Radiology, Auckland City Hospital, Auckland, New Zealand.
Nuclear Medicine, Auckland City Hospital, Auckland, New Zealand.
J Bone Miner Res. 2019 May;34(5):875-882. doi: 10.1002/jbmr.3670. Epub 2019 Feb 19.
Camurati-Engelmann disease (OMIM 31300) is a rare cranio-tubular bone dysplasia characterized by osteosclerosis of the long bones and skull caused by dominantly-inherited mutations in the transforming growth factor beta 1 (TGFB1) gene. A wide variation in phenotype has been recognized, even within families carrying the same mutation. In addition, aspects of the natural history of the disorder, in particular whether it is always progressive or can remit spontaneously, remain uncertain. In a large kindred carrying a TGFB1 gene mutation (c.653G > A; p.R218H) we have attempted to clarify the extent of phenotypic variability and the natural history of the disease through detailed individual histories of symptoms, and skeletal imaging by both radiography and scintigraphy. Only one subject had the classical childhood onset with bone pain in the legs and gait disturbance. Eight subjects reported the onset of leg pain in their teenage years that, by their early 20s, had either resolved or persisted at a low level. Two of these eight later developed cranial nerve palsies. There was a wide variation in the radiographic appearance in adults, but disease extent and activity in long bones, as assessed by scintigraphy, was inversely correlated with age (p < 0.025). In younger subjects the radiographic and scintigraphic appearances were concordant, but in older subjects the scintigram could be quiescent despite florid radiographic changes. Sequential scintigrams in two subjects showed reduced activity in the later scan. One subject had suffered meningoencephalitis in early childhood that resulted in paresis of one arm. The affected arm showed markedly less disease involvement, implicating mechanical or growth factors in its etiology. Our data suggest that the natural history of Camurati-Engelmann disease can be benign, and that disease activity commonly attenuates in adulthood. Severe cases of childhood onset and/or with cranial nerve involvement, may occur only in a minority of mutation carriers. © 2019 American Society for Bone and Mineral Research.

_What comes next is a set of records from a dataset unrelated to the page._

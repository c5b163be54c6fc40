//! Signaling router
//!
//! Turns one inbound message into zero or more outbound messages. Membership
//! events mutate the [`SessionRegistry`]; negotiation events are fanned out
//! to every other connection in the addressed room.

use std::sync::Arc;

use tracing::{debug, warn};

use crate::connection::ConnectionHandle;
use crate::error::{SessionError, SignalingError, TransportError};
use crate::protocol::{ClientMessage, ServerMessage, Signal, SignalKind};
use crate::session::{SessionId, SessionRegistry};

/// Which room a connection addresses and which one it has joined
#[derive(Debug, Clone, PartialEq, Eq)]
pub struct SessionBinding {
    hint: SessionId,
    joined: Option<SessionId>,
}

impl SessionBinding {
    /// Bind to the room named in the connection target (normalized)
    pub fn new(hint: &str) -> Self {
        Self {
            hint: SessionId::normalize(hint),
            joined: None,
        }
    }

    pub fn hint(&self) -> &SessionId {
        &self.hint
    }

    /// Room this connection is currently attached to, if any
    pub fn joined(&self) -> Option<&SessionId> {
        self.joined.as_ref()
    }

    pub(crate) fn take_joined(&mut self) -> Option<SessionId> {
        self.joined.take()
    }
}

/// Outcome of one fan-out
#[derive(Debug, Default, Clone, Copy, PartialEq, Eq)]
pub struct Broadcast {
    pub delivered: usize,
    pub failed: usize,
}

/// Send one message to each peer, isolating per-recipient failures
///
/// A peer whose queue is full misses this message and has its connection
/// cancelled.
pub fn broadcast(
    peers: &[ConnectionHandle],
    message: &ServerMessage,
) -> Result<Broadcast, TransportError> {
    let json = message.encode()?;
    let mut tally = Broadcast::default();

    for peer in peers {
        match peer.try_send_text(json.clone()) {
            Ok(()) => tally.delivered += 1,
            Err(e) => {
                warn!(connection_id = %peer.id(), error = %e, "Failed to deliver message to peer");
                tally.failed += 1;
            }
        }
    }

    Ok(tally)
}

/// Routes inbound messages for every connection
#[derive(Clone)]
pub struct SignalingRouter {
    registry: Arc<SessionRegistry>,
}

impl SignalingRouter {
    pub fn new(registry: Arc<SessionRegistry>) -> Self {
        Self { registry }
    }

    pub fn registry(&self) -> &Arc<SessionRegistry> {
        &self.registry
    }

    /// Decode and route one text frame
    ///
    /// Errors are protocol errors (the frame was dropped) or a failure to
    /// reply to the sender. Neither should end the connection.
    pub async fn route_text(
        &self,
        sender: &ConnectionHandle,
        binding: &mut SessionBinding,
        text: &str,
    ) -> Result<(), SignalingError> {
        let message = ClientMessage::decode(text)?;
        self.route(sender, binding, message).await
    }

    /// Route one decoded message
    pub async fn route(
        &self,
        sender: &ConnectionHandle,
        binding: &mut SessionBinding,
        message: ClientMessage,
    ) -> Result<(), SignalingError> {
        debug!(connection_id = %sender.id(), kind = message.type_tag(), "Routing message");

        match message {
            ClientMessage::JoinMeeting { member } => self.join(sender, binding, &member).await,
            ClientMessage::Offer(signal) => self.relay(SignalKind::Offer, sender, signal).await,
            ClientMessage::Answer(signal) => self.relay(SignalKind::Answer, sender, signal).await,
            ClientMessage::Candidate(signal) => {
                self.relay(SignalKind::Candidate, sender, signal).await
            }
            ClientMessage::Unknown { kind, raw } => {
                warn!(kind = %kind, raw = %raw, "Unknown message type");
                Ok(())
            }
        }
    }

    async fn join(
        &self,
        sender: &ConnectionHandle,
        binding: &mut SessionBinding,
        member: &str,
    ) -> Result<(), SignalingError> {
        if member.is_empty() {
            debug!(connection_id = %sender.id(), "Join without member");
            sender.send(&ServerMessage::InvalidRequest)?;
            return Ok(());
        }

        let target = binding.hint.clone();
        if target.is_empty() {
            sender.send(&ServerMessage::SessionNotFound)?;
            return Ok(());
        }

        let peers = match self.registry.add_member(&target, member, sender.clone()).await {
            Ok(peers) => peers,
            Err(SessionError::NotFound(_)) => {
                warn!(session_id = %target, "Session does not exist");
                sender.send(&ServerMessage::SessionNotFound)?;
                return Ok(());
            }
            Err(e) => return Err(e.into()),
        };
        binding.joined = Some(target.clone());

        let notice = ServerMessage::NewMember {
            member: member.to_string(),
            session_id: target.to_string(),
        };
        let tally = broadcast(&peers, &notice)?;
        debug!(
            session_id = %target,
            member,
            delivered = tally.delivered,
            failed = tally.failed,
            "Notified peers about new member"
        );

        Ok(())
    }

    async fn relay(
        &self,
        kind: SignalKind,
        sender: &ConnectionHandle,
        signal: Signal,
    ) -> Result<(), SignalingError> {
        let session_id = SessionId::normalize(&signal.session_id);

        let peers = match self.registry.peers_except(&session_id, sender.id()).await {
            Ok(peers) => peers,
            Err(SessionError::NotFound(_)) => {
                warn!(
                    session_id = %session_id,
                    kind = kind.type_tag(),
                    "Session not found for signaling message"
                );
                return Ok(());
            }
            Err(e) => return Err(e.into()),
        };

        let member = signal.member.clone();
        let envelope = ServerMessage::relay(kind, session_id.as_str(), signal);
        let tally = broadcast(&peers, &envelope)?;
        debug!(
            session_id = %session_id,
            kind = kind.type_tag(),
            member = %member,
            delivered = tally.delivered,
            failed = tally.failed,
            "Relayed signaling message"
        );

        Ok(())
    }

    /// Detach `connection` from `session_id`, tolerating a missing room
    pub(crate) async fn detach(&self, session_id: &SessionId, connection: &ConnectionHandle) {
        if let Err(e) = self
            .registry
            .remove_connection(session_id, connection.id())
            .await
        {
            debug!(session_id = %session_id, error = %e, "Detach from missing session");
        }
    }
}
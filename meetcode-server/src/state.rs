//! Shared application state for the meetcode server

use std::sync::Arc;

use chrono::{DateTime, Utc};
use meetcode_core::{SessionLifecycleManager, SessionRegistry};
use tokio_util::sync::CancellationToken;

use crate::ServerConfig;

/// Shared application state accessible by all handlers
#[derive(Clone)]
pub struct AppState {
    /// Registry of every room
    pub registry: Arc<SessionRegistry>,
    /// Runs the read loop of each WebSocket connection
    pub lifecycle: SessionLifecycleManager,
    /// Server settings
    pub config: ServerConfig,
    /// Cancelled when the server shuts down; every connection holds a child
    pub shutdown: CancellationToken,
    /// When the server started
    pub started_at: DateTime<Utc>,
}

impl AppState {
    /// Create a new AppState with default settings
    pub fn new() -> Self {
        Self::from_config(ServerConfig::default())
    }

    /// Create AppState for the given settings
    pub fn from_config(config: ServerConfig) -> Self {
        let registry = Arc::new(
            SessionRegistry::new().with_max_create_attempts(config.max_create_attempts),
        );
        Self::with_registry(config, registry)
    }

    /// Create AppState around an existing registry (for testing)
    pub fn with_registry(config: ServerConfig, registry: Arc<SessionRegistry>) -> Self {
        Self {
            lifecycle: SessionLifecycleManager::new(Arc::clone(&registry)),
            registry,
            config,
            shutdown: CancellationToken::new(),
            started_at: Utc::now(),
        }
    }

    /// Returns how long the server has been running
    pub fn uptime_seconds(&self) -> i64 {
        (Utc::now() - self.started_at).num_seconds()
    }
}

impl Default for AppState {
    fn default() -> Self {
        Self::new()
    }
}
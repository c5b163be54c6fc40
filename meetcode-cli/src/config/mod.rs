mod loader;
mod types;

pub use loader::ConfigLoader;
pub use types::MeetConfig;
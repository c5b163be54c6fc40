//! Session identifiers

use std::fmt;

use serde::{Deserialize, Serialize};
use uuid::Uuid;

/// Path prefix peers use when they address a room by its URL
const SESSION_PATH_PREFIX: &str = "session/";

/// Identifier of one room in the registry
#[derive(Debug, Clone, PartialEq, Eq, Hash, PartialOrd, Ord, Serialize, Deserialize)]
#[serde(transparent)]
pub struct SessionId(String);

impl SessionId {
    pub fn new(id: impl Into<String>) -> Self {
        Self(id.into())
    }

    /// Reduce a path-like reference to the bare identifier
    ///
    /// `"session/ABC"`, `"/session/ABC"` and `"ABC"` all yield `"ABC"`.
    pub fn normalize(raw: &str) -> Self {
        let trimmed = raw.trim().trim_start_matches('/');
        let bare = trimmed
            .strip_prefix(SESSION_PATH_PREFIX)
            .unwrap_or(trimmed);
        Self(bare.to_string())
    }

    pub fn as_str(&self) -> &str {
        &self.0
    }

    pub fn is_empty(&self) -> bool {
        self.0.is_empty()
    }
}

impl fmt::Display for SessionId {
    fn fmt(&self, f: &mut fmt::Formatter<'_>) -> fmt::Result {
        f.write_str(&self.0)
    }
}

impl From<&str> for SessionId {
    fn from(value: &str) -> Self {
        Self::normalize(value)
    }
}

/// Source of fresh session identifiers
pub trait SessionIdGenerator: Send + Sync {
    fn generate(&self) -> SessionId;
}

/// Issues random UUID v4 identifiers
#[derive(Debug, Default, Clone, Copy)]
pub struct UuidGenerator;

impl SessionIdGenerator for UuidGenerator {
    fn generate(&self) -> SessionId {
        SessionId(Uuid::new_v4().to_string())
    }
}
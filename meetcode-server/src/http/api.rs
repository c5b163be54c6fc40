//! REST API handlers

use std::sync::Arc;

use axum::{
    Json,
    extract::{Path, State, rejection::JsonRejection},
    http::StatusCode,
};
use meetcode_core::{SessionError, SessionId, SessionSnapshot};
use serde::{Deserialize, Serialize};
use tracing::warn;

use crate::AppState;

/// Body of `GET /`
pub const WELCOME_MESSAGE: &str = "Welcome to the Meetcode Api";

/// `type` of a successful room creation response
pub const MEETING_CREATED: &str = "MEETING_CREATED";

/// Error response
#[derive(Debug, Serialize, Deserialize)]
pub struct ErrorResponse {
    /// Error message
    pub error: String,
}

type ApiError = (StatusCode, Json<ErrorResponse>);

fn api_error(status: StatusCode, message: impl Into<String>) -> ApiError {
    (
        status,
        Json(ErrorResponse {
            error: message.into(),
        }),
    )
}

fn session_error(e: SessionError) -> ApiError {
    match e {
        SessionError::InvalidRequest(_) => {
            api_error(StatusCode::BAD_REQUEST, "Invalid request, host is required")
        }
        SessionError::Conflict { .. } => api_error(StatusCode::CONFLICT, "Session ID already exists"),
        SessionError::NotFound(id) => {
            api_error(StatusCode::NOT_FOUND, format!("Session '{}' not found", id))
        }
    }
}

/// GET / - Welcome text
pub async fn root() -> &'static str {
    WELCOME_MESSAGE
}

/// Request body for POST /create-meeting
#[derive(Debug, Serialize, Deserialize)]
pub struct CreateMeetingRequest {
    /// Identifier of the room's creator
    #[serde(default)]
    pub host: String,
}

/// Response for POST /create-meeting
#[derive(Debug, Serialize, Deserialize)]
pub struct MeetingCreatedResponse {
    /// Always `MEETING_CREATED`
    #[serde(rename = "type")]
    pub kind: String,
    /// Id of the new room
    pub endpoint: String,
}

/// POST /create-meeting - Create a room
pub async fn create_meeting(
    State(state): State<Arc<AppState>>,
    body: Result<Json<CreateMeetingRequest>, JsonRejection>,
) -> Result<Json<MeetingCreatedResponse>, ApiError> {
    let Json(request) = body.map_err(|e| {
        warn!("Rejected create-meeting body: {}", e);
        api_error(StatusCode::BAD_REQUEST, "Invalid request, host is required")
    })?;

    let session_id = state
        .registry
        .create(&request.host)
        .await
        .map_err(session_error)?;

    Ok(Json(MeetingCreatedResponse {
        kind: MEETING_CREATED.to_string(),
        endpoint: session_id.to_string(),
    }))
}

/// Health check response
#[derive(Debug, Serialize, Deserialize)]
pub struct HealthResponse {
    /// Status of the server
    pub status: String,
    /// Server version
    pub version: String,
    /// Seconds since server started
    pub uptime_seconds: i64,
    /// Number of rooms
    pub active_sessions: usize,
}

/// GET /api/health - Server status, version, uptime and room count
pub async fn health(State(state): State<Arc<AppState>>) -> Json<HealthResponse> {
    Json(HealthResponse {
        status: "ok".to_string(),
        version: env!("CARGO_PKG_VERSION").to_string(),
        uptime_seconds: state.uptime_seconds(),
        active_sessions: state.registry.len().await,
    })
}

/// Response for GET /api/sessions/:session_id
#[derive(Debug, Serialize, Deserialize)]
pub struct SessionInfoResponse {
    pub id: String,
    pub host: String,
    /// When the room was created (RFC 3339)
    pub created_at: String,
    /// Members in join order
    pub members: Vec<String>,
    /// Number of attached connections
    pub connections: usize,
}

impl From<SessionSnapshot> for SessionInfoResponse {
    fn from(snapshot: SessionSnapshot) -> Self {
        Self {
            id: snapshot.id.to_string(),
            host: snapshot.host,
            created_at: snapshot.created_at.to_rfc3339(),
            members: snapshot.members,
            connections: snapshot.connections,
        }
    }
}

/// Response for listing rooms
#[derive(Debug, Serialize, Deserialize)]
pub struct SessionListResponse {
    /// Rooms, oldest first
    pub sessions: Vec<SessionInfoResponse>,
}

/// GET /api/sessions - List every room
pub async fn list_sessions(State(state): State<Arc<AppState>>) -> Json<SessionListResponse> {
    let sessions = state
        .registry
        .summaries()
        .await
        .into_iter()
        .map(SessionInfoResponse::from)
        .collect();

    Json(SessionListResponse { sessions })
}

/// GET /api/sessions/:session_id - Inspect one room
pub async fn session_info(
    State(state): State<Arc<AppState>>,
    Path(session_id): Path<String>,
) -> Result<Json<SessionInfoResponse>, ApiError> {
    let id = SessionId::normalize(&session_id);
    let snapshot = state.registry.snapshot(&id).await.map_err(session_error)?;

    Ok(Json(snapshot.into()))
}
pub mod config;
pub mod serve;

卡姆鲁蒂-恩格尔曼病(OMIM 31300)是一种罕见的颅管状骨发育不良,其特征为长骨和颅骨的骨硬化,由转化生长因子β 1(TGFB1)基因的显性遗传突变引起。即使在携带相同突变的家族中,也已认识到表型存在广泛的变异性。此外,该疾病的自然史的各个方面,特别是它是否总是进展性的或是否可以自发缓解,仍不确定。在一个携带 TGFB1 基因突变(c.653G> A;p.R218H)的大家族中,我们试图通过详细的症状个体史和放射性照相术和闪烁照相术进行的骨骼成像,来阐明表型变异性的程度和疾病的自然史。只有一名患者具有典型的儿童发病,表现为腿部骨痛和步态障碍。八名患者报告在青少年时期开始腿部疼痛,到 20 岁出头时,要么已经缓解,要么仍处于低水平。其中两名后来发展为颅神经麻痹。成年人的放射照相表现差异很大,但通过闪烁照相术评估的长骨疾病范围和活动性与年龄呈负相关(p<0.025)。在年轻患者中,放射照相和闪烁照相表现一致,但在老年患者中,尽管放射照相变化明显,但闪烁扫描可能处于静止状态。两名患者的连续闪烁扫描显示后期扫描的活性降低。一名患者在幼儿期患有脑膜炎脑炎,导致一只手臂瘫痪。受影响的手臂显示出明显较少的疾病受累,这暗示其病因涉及机械或生长因素。我们的数据表明,卡姆鲁蒂-恩格尔曼病的自然史可能是良性的,并且疾病活动通常在成年后会减弱。少数突变携带者中可能仅发生儿童起病和/或颅神经受累的严重病例。©2019 美国骨骼与矿物质研究协会。